TIO2 - titannium dioxide

Titanium dioxide (TiO₂), also known as titania or titanium white, is a versatile inorganic compound widely used in industrial, cosmetic, and environmental applications.

APPLICATIONS

Pigments (Titanium White): Preferred for its high opacity, brightness, and UV resistance in paints, plastics, and paper .
Ceramics & Glass: Used in refractory materials due to its high melting point.
Photocatalysis: Modified TiO₂ nanoparticles degrade pollutants like p-nitrophenol under visible light.
Sunscreens: Blocks UV rays, reducing skin cancer risk (recommended usage: 1–5%) .
Medical Treatments: Used in ointments for burns, rashes, and hemorrhoids due to its protective barrier properties .
Nano-TiO₂: Enhances air purification and antibacterial effects; surface modifications (e.g., with silane) improve dispersion in blue-light-curing inks .
Photovoltaics: Rutile-phase TiO₂ with high-energy facets boosts catalytic efficiency.

TYPES OF TIO2

By Crystal Structure

Rutile: Most stable form, high refractive index, and UV resistance. Used in paints, plastics, and sunscreens. Anatase : Higher photocatalytic activity, used in self-cleaning surfaces and environmental purification.

By Particle Size

Microscale TiO₂: Traditional pigment-grade (0.2–0.3 µm), used in coatings and plastics.

Nanoscale TiO₂ (≤100 nm): Enhanced UV absorption and reactivity. Applications include:

Photocatalysis (e.g., water purification) .

Cosmetics (sunscreens with transparent appearance) .

Medical devices (antibacterial coatings) .

By Surface Modifications

Coated TiO₂: Surface-treated for specific properties:

Inorganic coatings (e.g., silica, alumina): Improve dispersibility and weather resistance in paints .

Organic coatings (e.g., silanes): Enhance compatibility with polymers for plastics and inks.

Doped TiO₂: Modified with metals (e.g., nitrogen, silver) to boost visible-light photocatalysis.

Specialized Forms

Mesoporous TiO₂: High surface area for catalysis (e.g., layered mesoporous TiO₂ in pollutant degradation) .

Composite TiO₂: Combined with other materials (e.g., CQDs/TiO₂ for improved light absorption) .

Titanium Dioxide Microspheres: Uniform 5 µm particles for controlled drug delivery or sensors .

TYPICAL PROCESS

There are two processes used to leach titanium from ore: the chloride process and the sulfate process. The chloride process uses chlorine gas (Cl2 ) and coke (C+) at elevated temperature to create titanium tetrachloride (TiCl4 ). Secondary oxidation removes the chlorine gas and creates titanium dioxide (TiO2 ). pH measurement is not used in the initial phases of the chloride process; however, it is used later on in downstream surface treatment of TiO2.
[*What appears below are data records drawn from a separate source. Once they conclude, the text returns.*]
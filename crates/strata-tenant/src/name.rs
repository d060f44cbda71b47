//! Tenant and tenant group names.

use strata_constants::tenant::MAX_TENANT_NAME_SIZE;

use crate::error::TenantError;

/// Name of a tenant. Arbitrary bytes, never empty, never starting with `0xFF`.
pub type TenantName = Vec<u8>;

/// Name of a tenant group. Same rules as [`TenantName`].
pub type TenantGroupName = Vec<u8>;

/// Human-readable rendering of a byte name for logs and errors.
pub fn printable(bytes: &[u8]) -> String {
    bytes.escape_ascii().to_string()
}

/// Check a tenant or group name.
pub fn validate_name(name: &[u8]) -> Result<(), TenantError> {
    let reason = if name.is_empty() {
        "name is empty".to_string()
    } else if name.len() > MAX_TENANT_NAME_SIZE as usize {
        format!("name is {} bytes, maximum is {MAX_TENANT_NAME_SIZE}", name.len())
    } else if name[0] == 0xFF {
        "names starting with \\xff are reserved".to_string()
    } else {
        return Ok(());
    };
    Err(TenantError::InvalidTenantName {
        name: printable(name),
        reason,
    })
}

#[cfg(test)]
mod tests {
    use super::*;

    #[test]
    fn test_valid_names() {
        assert!(validate_name(b"alpha").is_ok());
        assert!(validate_name(b"\x00binary\xfe").is_ok());
    }

    #[test]
    fn test_invalid_names() {
        assert!(matches!(validate_name(b""), Err(TenantError::InvalidTenantName { .. })));
        assert!(matches!(validate_name(b"\xffsystem"), Err(TenantError::InvalidTenantName { .. })));
        let long = vec![b'a'; MAX_TENANT_NAME_SIZE as usize + 1];
        assert!(matches!(validate_name(&long), Err(TenantError::InvalidTenantName { .. })));
    }

    #[test]
    fn test_printable() {
        assert_eq!(printable(b"alpha"), "alpha");
        assert_eq!(printable(b"\xff/x"), "\\xff/x");
    }
}
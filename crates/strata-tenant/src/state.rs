//! Tenant lifecycle states.

use std::fmt;
use std::str::FromStr;

use crate::error::TenantError;

/// Lifecycle state of a tenant.
///
/// ```text
/// Registering -> Ready -> Removing -> (erased)
///      \           |         /
///       +------> Error <----+
/// ```
///
/// `Registering` and `Removing` are transient: an entry found in either state
/// belongs to an operation that did not finish. `Error` is absorbing.
#[derive(Debug, Clone, Copy, PartialEq, Eq, Hash, PartialOrd, Ord)]
pub enum TenantState {
    Registering,
    Ready,
    Removing,
    Error,
}

impl TenantState {
    /// All states in wire order.
    pub const ALL: [TenantState; 4] = [
        TenantState::Registering,
        TenantState::Ready,
        TenantState::Removing,
        TenantState::Error,
    ];

    /// Wire byte.
    pub fn as_u8(self) -> u8 {
        match self {
            TenantState::Registering => 0,
            TenantState::Ready => 1,
            TenantState::Removing => 2,
            TenantState::Error => 3,
        }
    }

    /// Decode a wire byte. Anything outside `0..=3` is corruption.
    pub fn from_u8(value: u8) -> Result<Self, TenantError> {
        match value {
            0 => Ok(TenantState::Registering),
            1 => Ok(TenantState::Ready),
            2 => Ok(TenantState::Removing),
            3 => Ok(TenantState::Error),
            other => Err(TenantError::CorruptEntry {
                reason: format!("tenant state {other} out of range"),
            }),
        }
    }

    /// Canonical lower-case name.
    pub fn as_str(self) -> &'static str {
        match self {
            TenantState::Registering => "registering",
            TenantState::Ready => "ready",
            TenantState::Removing => "removing",
            TenantState::Error => "error",
        }
    }

    /// True for states a finished operation never leaves behind.
    pub fn is_transient(self) -> bool {
        matches!(self, TenantState::Registering | TenantState::Removing)
    }
}

impl fmt::Display for TenantState {
    fn fmt(&self, f: &mut fmt::Formatter<'_>) -> fmt::Result {
        f.write_str(self.as_str())
    }
}

impl FromStr for TenantState {
    type Err = TenantError;

    fn from_str(s: &str) -> Result<Self, Self::Err> {
        TenantState::ALL.into_iter().find(|state| state.as_str() == s).ok_or_else(|| TenantError::InvalidTenantState {
            value: s.to_string(),
        })
    }
}

/// Canonical name of a state.
pub fn tenant_state_to_string(state: TenantState) -> String {
    state.to_string()
}

/// Parse a canonical state name.
pub fn string_to_tenant_state(value: &str) -> Result<TenantState, TenantError> {
    value.parse()
}

#[cfg(test)]
mod tests {
    use super::*;

    #[test]
    fn test_names_roundtrip() {
        for state in TenantState::ALL {
            assert_eq!(string_to_tenant_state(&tenant_state_to_string(state)).unwrap(), state);
        }
    }

    #[test]
    fn test_unknown_name() {
        let err = "deleted".parse::<TenantState>().unwrap_err();
        assert!(matches!(err, TenantError::InvalidTenantState { value } if value == "deleted"));
    }

    #[test]
    fn test_wire_bytes() {
        for state in TenantState::ALL {
            assert_eq!(TenantState::from_u8(state.as_u8()).unwrap(), state);
        }
        assert!(matches!(TenantState::from_u8(4), Err(TenantError::CorruptEntry { .. })));
        assert!(matches!(TenantState::from_u8(99), Err(TenantError::CorruptEntry { .. })));
    }

    #[test]
    fn test_transient_states() {
        assert!(TenantState::Registering.is_transient());
        assert!(TenantState::Removing.is_transient());
        assert!(!TenantState::Ready.is_transient());
        assert!(!TenantState::Error.is_transient());
    }
}
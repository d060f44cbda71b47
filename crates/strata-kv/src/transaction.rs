//! Optimistic read-your-writes transactions over a [`VersionedStore`].

use std::collections::BTreeMap;

use strata_constants::MAX_RANGE_RESULTS;

use crate::error::StoreError;
use crate::store::CommitRequest;
use crate::store::VersionedStore;
use crate::types::KeyRange;
use crate::types::KeyValue;
use crate::types::Mutation;
use crate::types::Version;
use crate::validation::validate_key;
use crate::validation::validate_value;

/// A transaction reading at a fixed version and buffering its writes.
///
/// Reads see the transaction's own uncommitted writes. Every read records a
/// conflict range; [`commit`](Transaction::commit) fails with
/// [`StoreError::Conflict`] if any of those ranges was written after the
/// read version.
pub struct Transaction<'a, S: VersionedStore + ?Sized> {
    store: &'a S,
    read_version: Version,
    read_conflicts: Vec<KeyRange>,
    /// Pending writes; `None` is a clear.
    writes: BTreeMap<Vec<u8>, Option<Vec<u8>>>,
}

impl<'a, S: VersionedStore + ?Sized> Transaction<'a, S> {
    /// Start a transaction at the store's latest version.
    pub async fn begin(store: &'a S) -> Result<Self, StoreError> {
        let read_version = store.read_version().await?;
        Ok(Self::at_version(store, read_version))
    }

    /// Start a transaction at an explicit read version.
    pub fn at_version(store: &'a S, read_version: Version) -> Self {
        Self {
            store,
            read_version,
            read_conflicts: Vec::new(),
            writes: BTreeMap::new(),
        }
    }

    /// Version this transaction reads at.
    pub fn read_version(&self) -> Version {
        self.read_version
    }

    /// True when the transaction has buffered writes.
    pub fn has_writes(&self) -> bool {
        !self.writes.is_empty()
    }

    /// Read one key.
    pub async fn get(&mut self, key: &[u8]) -> Result<Option<Vec<u8>>, StoreError> {
        if let Some(pending) = self.writes.get(key) {
            return Ok(pending.clone());
        }
        self.read_conflicts.push(KeyRange::single(key));
        self.store.get(key, self.read_version).await
    }

    /// Read a range, merged with pending writes, in key order, at most `limit`.
    pub async fn get_range(&mut self, range: &KeyRange, limit: u32) -> Result<Vec<KeyValue>, StoreError> {
        if range.end < range.begin {
            return Err(StoreError::InvalidRange);
        }
        let limit = limit.min(MAX_RANGE_RESULTS);
        let pending: Vec<(&Vec<u8>, &Option<Vec<u8>>)> =
            self.writes.range(range.begin.clone()..range.end.clone()).collect();
        // Each pending clear can hide at most one stored entry.
        let fetch = limit.saturating_add(pending.len() as u32);
        let stored = self.store.get_range(range, self.read_version, fetch).await?;

        let mut merged: BTreeMap<Vec<u8>, Vec<u8>> = stored.into_iter().map(|kv| (kv.key, kv.value)).collect();
        for (key, value) in pending {
            match value {
                Some(value) => merged.insert(key.clone(), value.clone()),
                None => merged.remove(key),
            };
        }
        self.read_conflicts.push(range.clone());
        Ok(merged.into_iter().take(limit as usize).map(|(key, value)| KeyValue { key, value }).collect())
    }

    /// Buffer a write.
    pub fn set(&mut self, key: &[u8], value: &[u8]) -> Result<(), StoreError> {
        validate_key(key)?;
        validate_value(value)?;
        self.writes.insert(key.to_vec(), Some(value.to_vec()));
        Ok(())
    }

    /// Buffer a clear.
    pub fn clear(&mut self, key: &[u8]) -> Result<(), StoreError> {
        validate_key(key)?;
        self.writes.insert(key.to_vec(), None);
        Ok(())
    }

    /// Add a conflict range without reading it.
    pub fn add_read_conflict(&mut self, range: KeyRange) {
        self.read_conflicts.push(range);
    }

    /// Commit buffered writes. Returns the commit version, or the read version
    /// for a transaction without writes.
    pub async fn commit(self) -> Result<Version, StoreError> {
        if self.writes.is_empty() {
            return Ok(self.read_version);
        }
        let mutations = self
            .writes
            .into_iter()
            .map(|(key, value)| match value {
                Some(value) => Mutation::Set { key, value },
                None => Mutation::Clear { key },
            })
            .collect();
        self.store
            .commit(CommitRequest {
                read_version: self.read_version,
                read_conflicts: self.read_conflicts,
                mutations,
            })
            .await
    }
}
//! The storage seam and the change-sink seam.

use std::collections::BTreeMap;

use async_trait::async_trait;

use crate::error::StoreError;
use crate::types::KeyRange;
use crate::types::KeyValue;
use crate::types::Mutation;
use crate::types::Version;
use crate::types::VersionedMutations;

/// Write set and conflict ranges of one optimistic transaction.
#[derive(Debug, Clone, Default, PartialEq, Eq)]
pub struct CommitRequest {
    /// Version the transaction read at.
    pub read_version: Version,
    /// Ranges whose contents the transaction depends on.
    pub read_conflicts: Vec<KeyRange>,
    /// Writes, applied in order.
    pub mutations: Vec<Mutation>,
}

/// A bounded slice of the mutation log.
#[derive(Debug, Clone, Default, PartialEq, Eq)]
pub struct ChangeBatch {
    /// Committed versions after the requested one, in version order.
    pub changes: Vec<VersionedMutations>,
    /// Latest committed version when the batch was read.
    pub latest_version: Version,
    /// True when versions after the last returned one were left out.
    pub more: bool,
}

/// Ordered, multi-version key-value storage with optimistic commits and a
/// retained mutation log.
///
/// Reads below [`compacted_version`](VersionedStore::compacted_version) fail
/// with [`StoreError::VersionTooOld`].
#[async_trait]
pub trait VersionedStore: Send + Sync {
    /// Latest committed version.
    async fn read_version(&self) -> Result<Version, StoreError>;

    /// Value of `key` as of `version`.
    async fn get(&self, key: &[u8], version: Version) -> Result<Option<Vec<u8>>, StoreError>;

    /// Key-values in `range` as of `version`, in key order, at most `limit`.
    async fn get_range(&self, range: &KeyRange, version: Version, limit: u32) -> Result<Vec<KeyValue>, StoreError>;

    /// Apply `request` atomically at a new version if none of its read
    /// conflict ranges changed after its read version.
    async fn commit(&self, request: CommitRequest) -> Result<Version, StoreError>;

    /// Committed mutation batches with versions greater than `version`.
    async fn changes_since(&self, version: Version, limit: u32) -> Result<ChangeBatch, StoreError>;

    /// Discard history and log entries older than `version`. Idempotent and
    /// monotonic; returns the resulting compacted version.
    async fn compact(&self, version: Version) -> Result<Version, StoreError>;

    /// Oldest version still readable.
    async fn compacted_version(&self) -> Result<Version, StoreError>;
}

#[async_trait]
impl<T: VersionedStore + ?Sized> VersionedStore for std::sync::Arc<T> {
    async fn read_version(&self) -> Result<Version, StoreError> {
        (**self).read_version().await
    }

    async fn get(&self, key: &[u8], version: Version) -> Result<Option<Vec<u8>>, StoreError> {
        (**self).get(key, version).await
    }

    async fn get_range(&self, range: &KeyRange, version: Version, limit: u32) -> Result<Vec<KeyValue>, StoreError> {
        (**self).get_range(range, version, limit).await
    }

    async fn commit(&self, request: CommitRequest) -> Result<Version, StoreError> {
        (**self).commit(request).await
    }

    async fn changes_since(&self, version: Version, limit: u32) -> Result<ChangeBatch, StoreError> {
        (**self).changes_since(version, limit).await
    }

    async fn compact(&self, version: Version) -> Result<Version, StoreError> {
        (**self).compact(version).await
    }

    async fn compacted_version(&self) -> Result<Version, StoreError> {
        (**self).compacted_version().await
    }
}

/// Receiver of a follower's snapshot and change stream.
///
/// Sinks see a snapshot first, then change batches in strictly increasing
/// version order. A new snapshot replaces everything the sink held.
#[async_trait]
pub trait ChangeSink: Send + Sync {
    /// Short name used in logs.
    fn name(&self) -> &str;

    /// Replace the sink's contents with `snapshot` as of `version`.
    async fn apply_snapshot(&self, version: Version, snapshot: &BTreeMap<Vec<u8>, Vec<u8>>);

    /// Apply mutation batches, already sorted by version.
    async fn apply_changes(&self, changes: &[VersionedMutations]);

    /// History below `version` will never be requested again.
    async fn forget_before(&self, _version: Version) {}
}

#[async_trait]
impl<T: ChangeSink + ?Sized> ChangeSink for std::sync::Arc<T> {
    fn name(&self) -> &str {
        (**self).name()
    }

    async fn apply_snapshot(&self, version: Version, snapshot: &BTreeMap<Vec<u8>, Vec<u8>>) {
        (**self).apply_snapshot(version, snapshot).await
    }

    async fn apply_changes(&self, changes: &[VersionedMutations]) {
        (**self).apply_changes(changes).await
    }

    async fn forget_before(&self, version: Version) {
        (**self).forget_before(version).await
    }
}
The sulfate process relies on sulfuric acid (H2SO4) to leach titanium from ilmenite ore (FeTiO3 ). The resulting reaction produces titanyl sulfate (TiOSO4 ). A secondary hydrolysis stage is used to break the titanyl sulfate into hydrated TiO2 and H2SO4. Finally, heat is used to remove the water and create the end product - pure TiO2.

SULFATE & CHLORINATION PROCESS

APPLICATION FIELDS

Physical & Chemical Properties

High Refractive Index (~2.7) – Gives exceptional opacity and brightness, making it ideal for paints, coatings, and pigments.
Thermal Stability – Melting point of 1,843°C and boiling point of 2,900°C, suitable for high-temperature applications.
Insolubility – Does not dissolve in water or organic solvents but reacts with strong acids/bases.
Photostability – Resists degradation under UV light, ensuring long-lasting performance in sunscreens and outdoor coatings.